*INSTRUCTIONS FOR THE TASK:* Which lines of the records below contain the word "total"? Copy each of them out.

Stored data
▬▬▬▬▬▬▬▬▬▬

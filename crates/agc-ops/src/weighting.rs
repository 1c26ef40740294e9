//! Weighted probability distribution for the AGCWD family.
//!
//! The weighted PDF stretches the plain intensity PDF by min/max
//! normalization and an adjusting exponent `alpha`:
//!
//! ```text
//! pdf_w(l) = max_pdf * ((pdf(l) - min_pdf) / (max_pdf - min_pdf))^alpha
//! ```
//!
//! where `min_pdf` and `max_pdf` range over the full level grid, so
//! `min_pdf` is 0 for any channel that leaves part of the grid
//! unoccupied (see [`Pdf::mass_range`]).
//!
//! The weighted CDF is the running sum of `pdf_w`, normalized by a single
//! final division by the total weighted mass. (Historical revisions also
//! divided every cumulative entry by the same total as they went; the two
//! formulations are numerically identical, and the final-division form is
//! the one implemented here for both AGCWD and IAGCWD.)

use crate::stats::Pdf;
use crate::{AgcError, AgcResult};
use std::collections::BTreeMap;

/// Normalized weighted cumulative distribution over observed levels.
#[derive(Debug, Clone)]
pub struct WeightedCdf {
    values: BTreeMap<u32, f64>,
    l_max: u32,
}

impl WeightedCdf {
    /// Builds the weighted CDF from a PDF with adjusting parameter
    /// `alpha`.
    ///
    /// # Errors
    ///
    /// - [`AgcError::InvalidParameter`] if `alpha` is not a positive
    ///   finite number (the power law is undefined at zero otherwise).
    /// - [`AgcError::DegenerateInput`] if fewer than two distinct levels
    ///   occur, if the PDF is flat over the whole grid (min == max, the
    ///   normalization denominator vanishes), or if the weighted mass
    ///   sums to zero.
    pub fn from_pdf(pdf: &Pdf, alpha: f64) -> AgcResult<Self> {
        if !alpha.is_finite() || alpha <= 0.0 {
            return Err(AgcError::InvalidParameter(format!(
                "adjusting parameter must be a positive finite number, got {alpha}"
            )));
        }
        if pdf.len() < 2 {
            return Err(AgcError::DegenerateInput(
                "histogram has fewer than two distinct levels".into(),
            ));
        }
        let (min_pdf, max_pdf) = pdf.mass_range();
        let spread = max_pdf - min_pdf;
        if !(spread > 0.0) || !spread.is_finite() {
            return Err(AgcError::DegenerateInput(
                "flat histogram: max and min probability mass coincide".into(),
            ));
        }

        let mut weighted: BTreeMap<u32, f64> = BTreeMap::new();
        let mut total = 0.0f64;
        for (level, mass) in pdf.iter() {
            let w = max_pdf * ((mass - min_pdf) / spread).powf(alpha);
            total += w;
            weighted.insert(level, w);
        }
        if !(total > 0.0) || !total.is_finite() {
            return Err(AgcError::DegenerateInput(
                "weighted probability mass sums to zero".into(),
            ));
        }

        let mut running = 0.0f64;
        let mut values = BTreeMap::new();
        for (level, w) in weighted {
            running += w;
            values.insert(level, running);
        }
        // Single final normalization by the total weighted mass.
        for v in values.values_mut() {
            *v /= total;
        }
        Ok(Self {
            values,
            l_max: pdf.l_max(),
        })
    }

    /// Cumulative value at `level`, `None` if the level never occurs.
    #[inline]
    pub fn value(&self, level: u32) -> Option<f64> {
        self.values.get(&level).copied()
    }

    /// Largest observed level.
    #[inline]
    pub fn l_max(&self) -> u32 {
        self.l_max
    }

    /// Iterates `(level, cdf)` ascending by level.
    pub fn iter(&self) -> impl Iterator<Item = (u32, f64)> + '_ {
        self.values.iter().map(|(&l, &v)| (l, v))
    }
}
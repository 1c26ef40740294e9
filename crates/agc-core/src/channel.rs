//! Single-plane channel buffer.
//!
//! A [`Channel`] is the working surface of the enhancement engine: the
//! brightness plane extracted from an image, width x height `f32` samples
//! normalized to `[0, 1]`, plus the [`BitDepth`] tag of the source data.
//!
//! Histogram extraction ([`Channel::level_counts`]) is deliberately
//! sparse: levels with zero occurrences are absent, and iteration is
//! ascending by level, which is what the weighted-distribution math in
//! `agc-ops` expects.

use crate::{BitDepth, Error, Result};
use std::collections::BTreeMap;

/// Single-plane raster of normalized samples.
#[derive(Debug, Clone, PartialEq)]
pub struct Channel {
    data: Vec<f32>,
    width: u32,
    height: u32,
    depth: BitDepth,
}

impl Channel {
    /// Creates a channel filled with zeros.
    pub fn new(width: u32, height: u32, depth: BitDepth) -> Self {
        Self {
            data: vec![0.0; width as usize * height as usize],
            width,
            height,
            depth,
        }
    }

    /// Creates a channel from existing samples.
    ///
    /// # Errors
    ///
    /// Returns [`Error::InvalidDimensions`] if `data` does not hold
    /// exactly `width * height` samples.
    pub fn from_samples(width: u32, height: u32, depth: BitDepth, data: Vec<f32>) -> Result<Self> {
        let expected = width as usize * height as usize;
        if data.len() != expected {
            return Err(Error::invalid_dimensions(
                width,
                height,
                format!("expected {} samples, got {}", expected, data.len()),
            ));
        }
        Ok(Self {
            data,
            width,
            height,
            depth,
        })
    }

    /// Creates a channel filled with a constant sample value.
    pub fn filled(width: u32, height: u32, depth: BitDepth, value: f32) -> Self {
        Self {
            data: vec![value; width as usize * height as usize],
            width,
            height,
            depth,
        }
    }

    /// Creates an 8-bit channel from integer levels (0..=255).
    pub fn from_levels_u8(width: u32, height: u32, levels: &[u8]) -> Result<Self> {
        let data = levels.iter().map(|&l| l as f32 / 255.0).collect();
        Self::from_samples(width, height, BitDepth::Eight, data)
    }

    /// Creates a 16-bit channel from integer levels (0..=65535).
    pub fn from_levels_u16(width: u32, height: u32, levels: &[u16]) -> Result<Self> {
        let data = levels.iter().map(|&l| l as f32 / 65535.0).collect();
        Self::from_samples(width, height, BitDepth::Sixteen, data)
    }

    /// Returns the channel width in pixels.
    #[inline]
    pub fn width(&self) -> u32 {
        self.width
    }

    /// Returns the channel height in pixels.
    #[inline]
    pub fn height(&self) -> u32 {
        self.height
    }

    /// Returns the dimensions as (width, height).
    #[inline]
    pub fn dimensions(&self) -> (u32, u32) {
        (self.width, self.height)
    }

    /// Returns the bit depth tag.
    #[inline]
    pub fn depth(&self) -> BitDepth {
        self.depth
    }

    /// Returns the total number of samples.
    #[inline]
    pub fn pixel_count(&self) -> usize {
        self.width as usize * self.height as usize
    }

    /// Returns `true` if the channel has zero area.
    #[inline]
    pub fn is_empty(&self) -> bool {
        self.width == 0 || self.height == 0
    }

    /// Returns the samples in row-major order.
    #[inline]
    pub fn samples(&self) -> &[f32] {
        &self.data
    }

    /// Returns the samples mutably.
    #[inline]
    pub fn samples_mut(&mut self) -> &mut [f32] {
        &mut self.data
    }

    /// Returns the sample at (x, y).
    ///
    /// # Panics
    ///
    /// Panics if (x, y) is out of bounds (debug builds).
    #[inline]
    pub fn sample(&self, x: u32, y: u32) -> f32 {
        debug_assert!(x < self.width && y < self.height, "sample out of bounds");
        self.data[y as usize * self.width as usize + x as usize]
    }

    /// Returns row `y` as a sample slice.
    ///
    /// # Panics
    ///
    /// Panics if `y` is out of bounds (debug builds).
    #[inline]
    pub fn row(&self, y: u32) -> &[f32] {
        debug_assert!(y < self.height, "row out of bounds");
        let w = self.width as usize;
        let start = y as usize * w;
        &self.data[start..start + w]
    }

    /// Iterates over rows as sample slices, top to bottom.
    pub fn rows(&self) -> impl Iterator<Item = &[f32]> {
        (0..self.height).map(|y| self.row(y))
    }

    /// Quantizes a normalized sample onto the `0..=scale` level grid.
    #[inline]
    pub fn quantize(sample: f32, scale: f64) -> u32 {
        (sample.clamp(0.0, 1.0) as f64 * scale).round() as u32
    }

    /// One-pass intensity histogram on the `0..=scale` level grid.
    ///
    /// Levels with zero occurrences are absent from the map; iteration is
    /// ascending by level. `scale` is usually [`BitDepth::qmax`].
    pub fn level_counts(&self, scale: f64) -> BTreeMap<u32, u64> {
        let mut counts = BTreeMap::new();
        for &v in &self.data {
            *counts.entry(Self::quantize(v, scale)).or_insert(0u64) += 1;
        }
        counts
    }

    /// Inverts every sample in place (level -> qmax - level).
    pub fn negate(&mut self) {
        for v in &mut self.data {
            *v = 1.0 - *v;
        }
    }

    /// Exports samples as 8-bit levels.
    pub fn to_levels_u8(&self) -> Vec<u8> {
        self.data
            .iter()
            .map(|&v| Self::quantize(v, 255.0) as u8)
            .collect()
    }

    /// Exports samples as 16-bit levels.
    pub fn to_levels_u16(&self) -> Vec<u16> {
        self.data
            .iter()
            .map(|&v| Self::quantize(v, 65535.0) as u16)
            .collect()
    }
}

▬▬▬▬▬▬▬▬▬▬

*RESULT OF THE TASK:*
//! final division by the total weighted mass. (Historical revisions also
//! divided every cumulative entry by the same total as they went; the two
        let mut total = 0.0f64;
            total += w;
        if !(total > 0.0) || !total.is_finite() {
        // Single final normalization by the total weighted mass.
            *v /= total;
    /// Returns the total number of samples.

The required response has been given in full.